EXERCISE OBJECTIVE: Set down, please, without alteration, the lines of the entries below from the first through the one containing "pub struct InventoryStore<'c>".

[Stored data entries]
·····

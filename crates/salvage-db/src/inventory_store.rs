//! Per-player inventory persistence.
//!
//! One row per (user, resource type), created lazily on first credit and
//! never deleted. `quantity` is guarded by `CHECK (quantity >= 0)`; debits
//! are additionally guarded in the `WHERE` clause so a short balance is
//! reported instead of raising a constraint violation.

use salvage_types::{InventoryItem, ResourceType, ResourceTypeId, UserId};
use sqlx::PgConnection;
use uuid::Uuid;

use crate::error::{DbError, to_i64, to_u32, to_u64};

/// Operations on the `inventories` table.
pub struct InventoryStore<'c> {
    conn: &'c mut PgConnection,
}

impl<'c> InventoryStore<'c> {
    /// Create a store bound to a connection or open transaction.
    pub const fn new(conn: &'c mut PgConnection) -> Self {
        Self { conn }
    }

    /// Units of `resource` held, or 0 without a row.
    ///
    /// # Errors
    ///
    /// Returns [`DbError`] if the query fails.
    pub async fn quantity(&mut self, user: UserId, resource: ResourceTypeId) -> Result<u64, DbError> {
        let row: Option<i64> = sqlx::query_scalar(
            r"SELECT quantity FROM inventories
              WHERE user_id = $1 AND resource_type_id = $2",
        )
        .bind(user.into_inner())
        .bind(resource.into_inner())
        .fetch_optional(&mut *self.conn)
        .await?;

        row.map_or(Ok(0), |q| to_u64("inventories.quantity", q))
    }

    /// Like [`quantity`](Self::quantity), but locks the row until the
    /// enclosing transaction ends. A missing row is not locked; the
    /// `UNIQUE` key still serializes a concurrent first credit.
    ///
    /// # Errors
    ///
    /// Returns [`DbError`] if the query fails.
    pub async fn quantity_for_update(
        &mut self,
        user: UserId,
        resource: ResourceTypeId,
    ) -> Result<u64, DbError> {
        let row: Option<i64> = sqlx::query_scalar(
            r"SELECT quantity FROM inventories
              WHERE user_id = $1 AND resource_type_id = $2
              FOR UPDATE",
        )
        .bind(user.into_inner())
        .bind(resource.into_inner())
        .fetch_optional(&mut *self.conn)
        .await?;

        row.map_or(Ok(0), |q| to_u64("inventories.quantity", q))
    }

    /// Add `amount` units, creating the row if needed. Returns the new balance.
    ///
    /// # Errors
    ///
    /// Returns [`DbError`] if the query fails or the balance overflows `BIGINT`.
    pub async fn credit(
        &mut self,
        user: UserId,
        resource: ResourceTypeId,
        amount: u64,
    ) -> Result<u64, DbError> {
        let balance: i64 = sqlx::query_scalar(
            r"INSERT INTO inventories (user_id, resource_type_id, quantity)
              VALUES ($1, $2, $3)
              ON CONFLICT (user_id, resource_type_id)
              DO UPDATE SET quantity = inventories.quantity + EXCLUDED.quantity
              RETURNING quantity",
        )
        .bind(user.into_inner())
        .bind(resource.into_inner())
        .bind(to_i64("amount", amount)?)
        .fetch_one(&mut *self.conn)
        .await?;

        tracing::debug!(%user, resource_type_id = %resource, amount, balance, "Inventory credited");
        to_u64("inventories.quantity", balance)
    }

    /// Remove `amount` units. The balance may reach exactly zero.
    ///
    /// # Errors
    ///
    /// Returns [`DbError::InsufficientBalance`] if fewer than `amount` units
    /// are held (nothing is changed), or [`DbError`] if a query fails.
    pub async fn debit(
        &mut self,
        user: UserId,
        resource: ResourceTypeId,
        amount: u64,
    ) -> Result<u64, DbError> {
        let amount_i64 = to_i64("amount", amount)?;
        let balance: Option<i64> = sqlx::query_scalar(
            r"UPDATE inventories
              SET quantity = quantity - $3
              WHERE user_id = $1 AND resource_type_id = $2 AND quantity >= $3
              RETURNING quantity",
        )
        .bind(user.into_inner())
        .bind(resource.into_inner())
        .bind(amount_i64)
        .fetch_optional(&mut *self.conn)
        .await?;

        match balance {
            Some(balance) => {
                tracing::debug!(%user, resource_type_id = %resource, amount, balance, "Inventory debited");
                to_u64("inventories.quantity", balance)
            }
            // A zero debit against a missing row is a no-op.
            None if amount == 0 => Ok(0),
            None => Err(DbError::InsufficientBalance {
                resource_type_id: resource,
                requested: amount,
                available: self.quantity(user, resource).await?,
            }),
        }
    }

    /// Every row the player has, joined with its resource type and ordered
    /// by tier then name.
    ///
    /// # Errors
    ///
    /// Returns [`DbError`] if the query fails or a row is malformed.
    pub async fn list(&mut self, user: UserId) -> Result<Vec<InventoryItem>, DbError> {
        let rows = sqlx::query_as::<_, InventoryItemRow>(
            r"SELECT r.id, r.name, r.display_name, r.description, r.tier, r.icon, i.quantity
              FROM inventories i
              JOIN resource_types r ON r.id = i.resource_type_id
              WHERE i.user_id = $1
              ORDER BY r.tier, r.name",
        )
        .bind(user.into_inner())
        .fetch_all(&mut *self.conn)
        .await?;

        rows.into_iter().map(InventoryItemRow::into_item).collect()
    }
}

/// An inventory row joined with its resource type.
#[derive(Debug, Clone, sqlx::FromRow)]
struct InventoryItemRow {
    id: Uuid,
    name: String,
    display_name: String,
    description: Option<String>,
    tier: i32,
    icon: Option<String>,
    quantity: i64,
}

impl InventoryItemRow {
    fn into_item(self) -> Result<InventoryItem, DbError> {
        Ok(InventoryItem {
            resource: ResourceType {
                id: ResourceTypeId::from(self.id),
                name: self.name,
                display_name: self.display_name,
                description: self.description,
                tier: to_u32("tier", self.tier)?,
                icon: self.icon,
            },
            quantity: to_u64("inventories.quantity", self.quantity)?,
        })
    }
}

·····

SOLUTION TO THIS TASK:
filename crates/salvage-db/src/inventory_store.rs
//! Per-player inventory persistence.
//!
//! One row per (user, resource type), created lazily on first credit and
//! never deleted. `quantity` is guarded by `CHECK (quantity >= 0)`; debits
//! are additionally guarded in the `WHERE` clause so a short balance is
//! reported instead of raising a constraint violation.

use salvage_types::{InventoryItem, ResourceType, ResourceTypeId, UserId};
use sqlx::PgConnection;
use uuid::Uuid;

use crate::error::{DbError, to_i64, to_u32, to_u64};

/// Operations on the `inventories` table.
pub struct InventoryStore<'c> {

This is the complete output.